The history of the evolution of Africa’s modern and then contemporary arts which still remains to be written by the Africans themselves is obviously intrinsically related to that of the continent’s political and economic evolution. In addition to the colonial past and its legacy, Western thought has imposed itself as the absolute reference thanks to the West’s economic and technical superiority. All the workshops set up by the Europeans in the colonial period, whether it be the art schools in Dakar, Poto-Poto (Congo), or Makerere (Uganda), imposed under the pretence of letting artists express themselves the West’s vision and plastic approach. What could have seemed more « natural » than importing easel painting, a medium until then unknown to the Africans?
Parallel to this, European then American artists discovered African art. But the role of these arts which revolutionised Western painting at the beginning of the last century seemed to be more of a discovery given the seal of approval by Western artists than a real influence. Although it undeniably influenced the period’s major artists Derain, Vlaminck, Picasso, Braque and Matisse one only has to read even the most enthusiastic art critics of the time, such as Pierre Laude, to measure the meaning, still detectable in approaches to contemporary works, of what the Senegalese art critic Iba Ndiaye Diadji has called « the infantilisation of African arts ». (1) Primitivism, the exhibition presented by the MoMa (Museum of Modern Art in New York), still found the means to assert this in 1984, confirming the predominance of the Western arts over the primitive arts.

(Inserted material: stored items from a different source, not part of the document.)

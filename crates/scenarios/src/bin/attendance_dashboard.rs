// Authenticated attendance dashboard flow
//
// Log in with the test account and require the attendance dashboard: the
// /atendimento route and its "Conversas" / "Status" labels. The feature is
// missing from the app today, so the scenario is declared a known failure;
// it starts failing the build again the day it unexpectedly passes.

use std::process::ExitCode;
use std::time::Duration;

use atende_e2e_core::{Error, GotoOptions, Page, Result, Scenario, expect, run};
use atende_e2e_scenarios::app;

/// Budget for the post-login redirect to land on the dashboard.
const LOGIN_REDIRECT_TIMEOUT: Duration = Duration::from_millis(5000);

/// Budget for each dashboard label to appear.
const LABEL_TIMEOUT: Duration = Duration::from_millis(3000);

#[tokio::main]
async fn main() -> ExitCode {
    atende_e2e_scenarios::init_tracing();
    run(Scenario::new("attendance_dashboard").expect_failure(), flow).await
}

async fn flow(page: Page) -> Result<()> {
    page.goto(&app::base_url(), GotoOptions::commit()).await?;

    page.locator(app::LOGIN_EMAIL_INPUT)
        .fill(app::LOGIN_EMAIL)
        .await?;
    page.locator(app::LOGIN_PASSWORD_INPUT)
        .fill(app::LOGIN_PASSWORD)
        .await?;
    page.locator(app::LOGIN_SUBMIT_BUTTON).click().await?;

    if let Err(e) = page
        .wait_for_url_contains(app::ROUTE_ATTENDANCE, LOGIN_REDIRECT_TIMEOUT)
        .await
    {
        tracing::error!(
            "The '{}' route did not load; the attendance navigation may not exist",
            app::ROUTE_ATTENDANCE
        );
        return Err(e);
    }

    // Check every label so the report names exactly what is missing.
    let mut missing = Vec::new();
    for text in app::ATTENDANCE_TEXTS {
        let visible = expect(page.locator(&format!("text={text}")))
            .with_timeout(LABEL_TIMEOUT)
            .to_be_visible()
            .await;
        if visible.is_err() {
            missing.push(*text);
        }
    }

    if !missing.is_empty() {
        let quoted: Vec<String> = missing.iter().map(|t| format!("\"{t}\"")).collect();
        return Err(Error::Assertion(format!(
            "required texts not found on page: {}",
            quoted.join(", ")
        )));
    }

    Ok(())
}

In this context, African contemporary arts are still confined to the ethnographic or « extra-muros » museums, like Ousmane Sow on the Pont des Arts or Amahiguere Dolo (Mali) in the Jardin des Tuileries in Paris. Some might say that « it’s better than nothing », given that modern art museums are inexistent as such in sub-Saharan Africa, where, outside the rare private galleries, artists are « condemned » to the sempiternal foreign cultural centres network if they want to exhibit. Although sometimes criticised by the artists themselves, who denounce certain selection criteria either cronyism or « politically correctness » these networks are often the artists’ only launch pads. Everything then depends on how they land, take their place in the international arts community, and learn to master the ways in which it works. The greatest danger facing them to see the essence of their work become misappropriated, impoverished, and emptied of all substance is that they be co-opted to the detriment of recognition, the frontier between the two being fragile.
Over these last fifteen years, African artists’ greater participation in the major Western exhibitions shows an evolution in the relation to arts from the South. It was the French exhibition curator Jean-Hubert Martin who opened a breach in 1989 by exhibiting a hundred artists from five continents, fifteen of whom were African, in his Paris-based Les Magiciens de la Terre show. Described as a manifesto, the exhibition elicited a great deal of debate.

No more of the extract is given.